Brief:
Within the data below, copy each line where the string "display" is found.

>>

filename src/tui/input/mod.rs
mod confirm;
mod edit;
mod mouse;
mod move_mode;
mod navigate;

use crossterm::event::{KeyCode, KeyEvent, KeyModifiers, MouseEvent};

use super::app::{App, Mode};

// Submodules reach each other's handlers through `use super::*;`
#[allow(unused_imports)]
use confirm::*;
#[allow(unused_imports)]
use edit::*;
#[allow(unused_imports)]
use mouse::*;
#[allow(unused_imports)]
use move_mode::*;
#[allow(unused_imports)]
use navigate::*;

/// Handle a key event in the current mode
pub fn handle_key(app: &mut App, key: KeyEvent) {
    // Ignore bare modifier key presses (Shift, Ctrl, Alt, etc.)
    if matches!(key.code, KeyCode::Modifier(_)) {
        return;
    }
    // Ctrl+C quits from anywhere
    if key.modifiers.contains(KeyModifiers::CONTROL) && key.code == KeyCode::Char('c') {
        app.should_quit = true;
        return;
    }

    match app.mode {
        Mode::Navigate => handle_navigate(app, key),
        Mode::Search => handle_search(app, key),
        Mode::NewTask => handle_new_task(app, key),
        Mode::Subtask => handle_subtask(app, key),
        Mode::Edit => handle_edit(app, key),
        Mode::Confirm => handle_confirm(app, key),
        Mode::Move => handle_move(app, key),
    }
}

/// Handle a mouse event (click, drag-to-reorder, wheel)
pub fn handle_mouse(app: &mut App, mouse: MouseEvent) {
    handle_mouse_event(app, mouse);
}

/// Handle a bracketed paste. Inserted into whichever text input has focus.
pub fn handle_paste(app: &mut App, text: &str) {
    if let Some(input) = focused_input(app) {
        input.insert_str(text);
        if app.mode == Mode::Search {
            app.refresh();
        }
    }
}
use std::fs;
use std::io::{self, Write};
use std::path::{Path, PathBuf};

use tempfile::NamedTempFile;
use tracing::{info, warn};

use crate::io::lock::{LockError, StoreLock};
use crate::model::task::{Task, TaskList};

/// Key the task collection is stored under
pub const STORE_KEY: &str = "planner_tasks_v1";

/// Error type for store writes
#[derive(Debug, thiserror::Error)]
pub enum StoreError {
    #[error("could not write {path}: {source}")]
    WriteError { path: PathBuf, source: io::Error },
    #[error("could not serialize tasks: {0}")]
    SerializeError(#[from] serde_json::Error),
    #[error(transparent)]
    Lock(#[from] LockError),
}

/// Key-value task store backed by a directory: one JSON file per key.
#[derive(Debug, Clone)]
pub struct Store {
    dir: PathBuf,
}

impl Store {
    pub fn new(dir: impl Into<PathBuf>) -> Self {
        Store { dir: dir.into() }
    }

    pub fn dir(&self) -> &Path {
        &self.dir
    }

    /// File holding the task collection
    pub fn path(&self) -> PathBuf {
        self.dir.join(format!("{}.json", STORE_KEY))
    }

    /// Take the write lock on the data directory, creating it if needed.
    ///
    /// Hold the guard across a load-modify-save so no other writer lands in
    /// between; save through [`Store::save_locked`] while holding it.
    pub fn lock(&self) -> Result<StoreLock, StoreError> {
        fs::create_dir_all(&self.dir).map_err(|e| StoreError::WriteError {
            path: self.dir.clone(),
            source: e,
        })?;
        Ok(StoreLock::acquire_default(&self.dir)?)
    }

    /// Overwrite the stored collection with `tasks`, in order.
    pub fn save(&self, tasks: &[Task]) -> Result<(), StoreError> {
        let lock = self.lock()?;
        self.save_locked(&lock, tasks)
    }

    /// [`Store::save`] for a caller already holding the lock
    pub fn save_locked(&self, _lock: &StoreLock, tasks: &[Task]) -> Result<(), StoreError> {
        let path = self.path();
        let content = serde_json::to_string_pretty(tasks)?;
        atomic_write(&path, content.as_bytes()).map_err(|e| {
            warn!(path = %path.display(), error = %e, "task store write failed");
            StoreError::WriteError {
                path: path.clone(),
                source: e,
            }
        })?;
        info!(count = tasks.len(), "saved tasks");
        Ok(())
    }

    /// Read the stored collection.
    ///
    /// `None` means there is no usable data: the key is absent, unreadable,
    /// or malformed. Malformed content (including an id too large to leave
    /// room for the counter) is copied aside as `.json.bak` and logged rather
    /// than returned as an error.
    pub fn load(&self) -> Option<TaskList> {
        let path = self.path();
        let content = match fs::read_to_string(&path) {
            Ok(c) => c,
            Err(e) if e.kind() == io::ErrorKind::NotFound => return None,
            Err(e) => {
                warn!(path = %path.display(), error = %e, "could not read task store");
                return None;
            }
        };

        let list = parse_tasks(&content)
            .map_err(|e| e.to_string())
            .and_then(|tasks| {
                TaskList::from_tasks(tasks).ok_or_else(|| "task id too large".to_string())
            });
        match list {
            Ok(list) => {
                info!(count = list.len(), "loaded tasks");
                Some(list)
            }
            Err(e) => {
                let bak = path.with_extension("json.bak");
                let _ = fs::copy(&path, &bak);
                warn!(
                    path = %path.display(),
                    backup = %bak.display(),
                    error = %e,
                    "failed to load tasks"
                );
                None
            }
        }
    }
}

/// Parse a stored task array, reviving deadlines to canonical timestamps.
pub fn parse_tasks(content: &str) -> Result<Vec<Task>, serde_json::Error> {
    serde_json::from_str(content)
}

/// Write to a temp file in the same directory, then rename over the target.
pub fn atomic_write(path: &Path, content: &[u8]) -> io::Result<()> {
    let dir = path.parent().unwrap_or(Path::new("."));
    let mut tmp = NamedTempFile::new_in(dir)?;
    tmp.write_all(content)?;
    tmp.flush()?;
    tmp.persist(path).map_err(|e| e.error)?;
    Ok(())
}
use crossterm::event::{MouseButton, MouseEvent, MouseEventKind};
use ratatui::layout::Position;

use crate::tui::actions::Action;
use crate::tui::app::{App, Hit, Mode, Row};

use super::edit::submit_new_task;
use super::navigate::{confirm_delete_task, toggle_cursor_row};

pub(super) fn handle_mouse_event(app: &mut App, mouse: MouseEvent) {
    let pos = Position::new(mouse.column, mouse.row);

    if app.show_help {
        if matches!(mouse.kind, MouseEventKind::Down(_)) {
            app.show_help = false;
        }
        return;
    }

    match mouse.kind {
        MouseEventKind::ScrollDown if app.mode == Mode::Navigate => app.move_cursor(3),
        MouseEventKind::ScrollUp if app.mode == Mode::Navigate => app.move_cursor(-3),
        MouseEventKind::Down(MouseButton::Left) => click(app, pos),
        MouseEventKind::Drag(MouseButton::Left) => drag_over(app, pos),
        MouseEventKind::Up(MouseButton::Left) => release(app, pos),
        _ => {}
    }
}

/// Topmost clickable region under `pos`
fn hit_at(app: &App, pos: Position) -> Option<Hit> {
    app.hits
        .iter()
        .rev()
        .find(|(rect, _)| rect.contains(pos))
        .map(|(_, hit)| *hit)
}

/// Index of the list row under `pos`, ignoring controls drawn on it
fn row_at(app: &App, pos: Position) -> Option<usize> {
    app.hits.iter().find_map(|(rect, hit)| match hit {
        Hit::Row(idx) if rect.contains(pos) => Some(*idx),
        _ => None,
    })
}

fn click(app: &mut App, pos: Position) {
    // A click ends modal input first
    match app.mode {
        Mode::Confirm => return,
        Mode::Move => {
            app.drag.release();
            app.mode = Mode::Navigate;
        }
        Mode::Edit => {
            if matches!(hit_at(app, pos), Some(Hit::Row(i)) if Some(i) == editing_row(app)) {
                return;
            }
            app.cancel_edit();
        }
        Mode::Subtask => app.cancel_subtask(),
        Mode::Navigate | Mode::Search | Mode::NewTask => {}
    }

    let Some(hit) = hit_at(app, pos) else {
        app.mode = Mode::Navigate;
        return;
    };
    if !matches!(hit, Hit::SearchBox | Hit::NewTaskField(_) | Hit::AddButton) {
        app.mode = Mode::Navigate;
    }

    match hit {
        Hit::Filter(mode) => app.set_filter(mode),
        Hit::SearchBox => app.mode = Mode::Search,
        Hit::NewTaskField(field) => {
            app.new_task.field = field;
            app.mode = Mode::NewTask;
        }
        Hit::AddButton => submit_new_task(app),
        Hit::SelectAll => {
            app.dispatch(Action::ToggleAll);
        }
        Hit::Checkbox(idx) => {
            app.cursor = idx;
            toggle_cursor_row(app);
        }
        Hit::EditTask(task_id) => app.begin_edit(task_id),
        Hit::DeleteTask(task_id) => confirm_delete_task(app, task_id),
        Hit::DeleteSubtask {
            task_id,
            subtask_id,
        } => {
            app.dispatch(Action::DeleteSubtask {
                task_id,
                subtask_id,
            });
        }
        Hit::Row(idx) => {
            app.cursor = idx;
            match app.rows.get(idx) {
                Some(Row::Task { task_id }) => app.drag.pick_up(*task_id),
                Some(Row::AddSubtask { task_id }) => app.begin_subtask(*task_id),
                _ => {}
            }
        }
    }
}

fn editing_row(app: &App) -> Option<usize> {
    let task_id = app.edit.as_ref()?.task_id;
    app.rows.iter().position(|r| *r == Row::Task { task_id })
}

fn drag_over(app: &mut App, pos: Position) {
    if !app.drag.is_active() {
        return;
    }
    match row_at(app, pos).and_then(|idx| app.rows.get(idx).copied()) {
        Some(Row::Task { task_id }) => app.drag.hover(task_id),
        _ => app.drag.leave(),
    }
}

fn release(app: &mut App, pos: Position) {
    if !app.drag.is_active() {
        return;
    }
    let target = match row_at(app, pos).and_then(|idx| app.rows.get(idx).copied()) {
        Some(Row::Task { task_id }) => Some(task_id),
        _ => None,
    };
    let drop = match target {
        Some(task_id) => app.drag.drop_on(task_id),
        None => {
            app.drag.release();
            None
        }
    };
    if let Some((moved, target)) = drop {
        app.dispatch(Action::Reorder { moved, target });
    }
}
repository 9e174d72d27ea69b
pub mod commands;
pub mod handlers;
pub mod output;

<<

Response to the task:
            warn!(path = %path.display(), error = %e, "task store write failed");
                warn!(path = %path.display(), error = %e, "could not read task store");
                    path = %path.display(),
                    backup = %bak.display(),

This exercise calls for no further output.